INSTRUCTIONS FOR THE TASK
Pull every line that holds the word "into" from the entries.

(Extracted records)

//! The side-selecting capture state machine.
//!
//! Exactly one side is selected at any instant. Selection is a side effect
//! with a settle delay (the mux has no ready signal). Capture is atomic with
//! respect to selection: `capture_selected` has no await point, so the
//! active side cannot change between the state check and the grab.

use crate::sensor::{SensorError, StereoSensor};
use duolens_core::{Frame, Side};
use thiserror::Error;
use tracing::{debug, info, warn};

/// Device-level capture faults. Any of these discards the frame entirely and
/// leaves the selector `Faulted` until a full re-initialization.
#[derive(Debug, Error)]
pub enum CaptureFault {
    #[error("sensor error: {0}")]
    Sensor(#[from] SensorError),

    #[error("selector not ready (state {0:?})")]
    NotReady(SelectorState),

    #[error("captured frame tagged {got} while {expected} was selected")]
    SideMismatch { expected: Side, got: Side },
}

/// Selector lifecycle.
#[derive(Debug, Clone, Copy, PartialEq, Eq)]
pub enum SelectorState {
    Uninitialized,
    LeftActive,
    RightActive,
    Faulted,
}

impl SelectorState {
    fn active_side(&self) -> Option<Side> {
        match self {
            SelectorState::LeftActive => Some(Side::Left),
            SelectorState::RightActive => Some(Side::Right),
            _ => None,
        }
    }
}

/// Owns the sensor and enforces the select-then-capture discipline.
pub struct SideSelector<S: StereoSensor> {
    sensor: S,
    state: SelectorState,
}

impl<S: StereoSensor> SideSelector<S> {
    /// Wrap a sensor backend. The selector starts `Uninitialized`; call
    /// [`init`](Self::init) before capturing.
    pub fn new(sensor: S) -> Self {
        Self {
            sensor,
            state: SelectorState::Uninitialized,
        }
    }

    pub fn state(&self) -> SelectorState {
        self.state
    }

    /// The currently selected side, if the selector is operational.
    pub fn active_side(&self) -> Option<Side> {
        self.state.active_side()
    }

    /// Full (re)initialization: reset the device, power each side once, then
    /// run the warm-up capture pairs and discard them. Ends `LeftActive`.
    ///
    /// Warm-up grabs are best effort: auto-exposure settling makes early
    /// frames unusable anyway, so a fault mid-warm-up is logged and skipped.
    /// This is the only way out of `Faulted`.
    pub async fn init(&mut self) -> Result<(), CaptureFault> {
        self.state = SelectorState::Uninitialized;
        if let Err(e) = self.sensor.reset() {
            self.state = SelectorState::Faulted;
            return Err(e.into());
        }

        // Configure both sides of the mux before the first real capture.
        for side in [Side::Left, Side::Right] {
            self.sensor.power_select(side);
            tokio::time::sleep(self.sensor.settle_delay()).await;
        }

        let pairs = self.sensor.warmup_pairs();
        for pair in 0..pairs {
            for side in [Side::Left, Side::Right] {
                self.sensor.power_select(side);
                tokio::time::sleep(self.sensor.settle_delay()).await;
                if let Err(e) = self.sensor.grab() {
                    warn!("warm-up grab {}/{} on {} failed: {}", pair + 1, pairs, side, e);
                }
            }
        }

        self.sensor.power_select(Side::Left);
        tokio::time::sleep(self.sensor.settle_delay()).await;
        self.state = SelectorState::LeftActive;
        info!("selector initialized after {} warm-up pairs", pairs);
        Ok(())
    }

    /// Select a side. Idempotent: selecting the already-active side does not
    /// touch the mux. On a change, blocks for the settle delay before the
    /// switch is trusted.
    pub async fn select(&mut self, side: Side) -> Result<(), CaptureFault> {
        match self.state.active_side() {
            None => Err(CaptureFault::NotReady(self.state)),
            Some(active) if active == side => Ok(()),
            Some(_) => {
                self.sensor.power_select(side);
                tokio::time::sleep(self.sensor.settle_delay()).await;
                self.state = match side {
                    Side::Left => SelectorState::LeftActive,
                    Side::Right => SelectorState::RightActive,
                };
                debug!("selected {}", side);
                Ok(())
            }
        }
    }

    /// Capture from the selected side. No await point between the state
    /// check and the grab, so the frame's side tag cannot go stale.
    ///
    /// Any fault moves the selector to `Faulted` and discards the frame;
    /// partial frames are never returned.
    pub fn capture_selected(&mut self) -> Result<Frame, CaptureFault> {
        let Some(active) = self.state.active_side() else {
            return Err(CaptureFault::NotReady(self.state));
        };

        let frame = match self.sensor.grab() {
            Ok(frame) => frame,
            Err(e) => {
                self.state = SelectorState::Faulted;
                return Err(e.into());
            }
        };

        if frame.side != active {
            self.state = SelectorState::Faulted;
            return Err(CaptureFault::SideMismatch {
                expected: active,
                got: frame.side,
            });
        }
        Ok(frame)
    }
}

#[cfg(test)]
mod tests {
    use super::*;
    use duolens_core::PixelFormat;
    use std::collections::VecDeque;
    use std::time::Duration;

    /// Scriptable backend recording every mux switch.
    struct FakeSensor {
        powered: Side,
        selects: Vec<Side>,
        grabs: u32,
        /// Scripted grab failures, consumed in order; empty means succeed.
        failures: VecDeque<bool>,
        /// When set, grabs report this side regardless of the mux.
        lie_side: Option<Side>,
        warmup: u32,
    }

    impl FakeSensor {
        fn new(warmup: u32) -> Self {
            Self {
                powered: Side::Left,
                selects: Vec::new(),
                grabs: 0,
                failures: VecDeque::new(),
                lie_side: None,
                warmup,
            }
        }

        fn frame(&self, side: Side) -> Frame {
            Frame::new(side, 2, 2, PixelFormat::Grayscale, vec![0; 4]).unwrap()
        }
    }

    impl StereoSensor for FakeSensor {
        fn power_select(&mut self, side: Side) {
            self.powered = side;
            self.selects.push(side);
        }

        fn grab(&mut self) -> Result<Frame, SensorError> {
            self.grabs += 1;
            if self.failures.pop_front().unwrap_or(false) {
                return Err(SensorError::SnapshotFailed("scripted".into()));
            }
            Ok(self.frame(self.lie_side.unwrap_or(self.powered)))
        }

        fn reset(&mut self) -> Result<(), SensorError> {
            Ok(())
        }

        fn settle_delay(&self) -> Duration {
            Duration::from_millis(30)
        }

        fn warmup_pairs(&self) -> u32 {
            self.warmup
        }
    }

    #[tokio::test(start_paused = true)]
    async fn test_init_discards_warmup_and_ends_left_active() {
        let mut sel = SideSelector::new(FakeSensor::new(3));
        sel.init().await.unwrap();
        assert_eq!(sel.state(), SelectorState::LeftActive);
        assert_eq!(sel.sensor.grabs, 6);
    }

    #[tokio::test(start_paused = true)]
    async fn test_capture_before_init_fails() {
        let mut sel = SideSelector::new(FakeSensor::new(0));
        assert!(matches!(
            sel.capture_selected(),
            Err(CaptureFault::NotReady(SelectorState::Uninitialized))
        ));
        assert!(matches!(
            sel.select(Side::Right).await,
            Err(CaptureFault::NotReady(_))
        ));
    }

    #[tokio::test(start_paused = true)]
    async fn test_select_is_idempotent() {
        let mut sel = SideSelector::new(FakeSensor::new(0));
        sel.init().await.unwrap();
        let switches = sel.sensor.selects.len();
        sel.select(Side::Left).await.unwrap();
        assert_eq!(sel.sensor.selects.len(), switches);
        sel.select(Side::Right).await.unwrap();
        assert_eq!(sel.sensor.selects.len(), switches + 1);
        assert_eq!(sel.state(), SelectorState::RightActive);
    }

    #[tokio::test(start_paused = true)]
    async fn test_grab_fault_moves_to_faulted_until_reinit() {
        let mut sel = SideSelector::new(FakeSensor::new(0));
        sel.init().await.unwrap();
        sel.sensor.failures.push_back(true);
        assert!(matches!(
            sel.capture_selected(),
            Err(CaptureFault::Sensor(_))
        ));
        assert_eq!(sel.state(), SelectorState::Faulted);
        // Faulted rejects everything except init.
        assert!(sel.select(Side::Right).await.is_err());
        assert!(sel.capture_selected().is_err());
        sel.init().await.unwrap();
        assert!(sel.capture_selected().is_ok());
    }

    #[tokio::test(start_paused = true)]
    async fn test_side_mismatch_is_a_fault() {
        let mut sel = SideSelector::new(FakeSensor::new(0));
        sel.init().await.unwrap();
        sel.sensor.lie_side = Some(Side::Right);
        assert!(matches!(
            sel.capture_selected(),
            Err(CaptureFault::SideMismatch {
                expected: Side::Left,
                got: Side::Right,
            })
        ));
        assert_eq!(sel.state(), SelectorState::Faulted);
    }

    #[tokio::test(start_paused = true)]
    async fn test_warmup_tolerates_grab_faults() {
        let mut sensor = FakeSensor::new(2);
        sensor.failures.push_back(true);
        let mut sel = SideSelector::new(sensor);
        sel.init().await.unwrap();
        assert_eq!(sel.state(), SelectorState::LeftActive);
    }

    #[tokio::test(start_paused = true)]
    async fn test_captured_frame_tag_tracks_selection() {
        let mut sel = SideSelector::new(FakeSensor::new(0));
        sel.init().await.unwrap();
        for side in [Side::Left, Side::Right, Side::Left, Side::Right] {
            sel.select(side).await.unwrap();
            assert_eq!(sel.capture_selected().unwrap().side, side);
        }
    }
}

WRITTEN ANSWER
            return Err(e.into());
                return Err(e.into());
                return Err(SensorError::SnapshotFailed("scripted".into()));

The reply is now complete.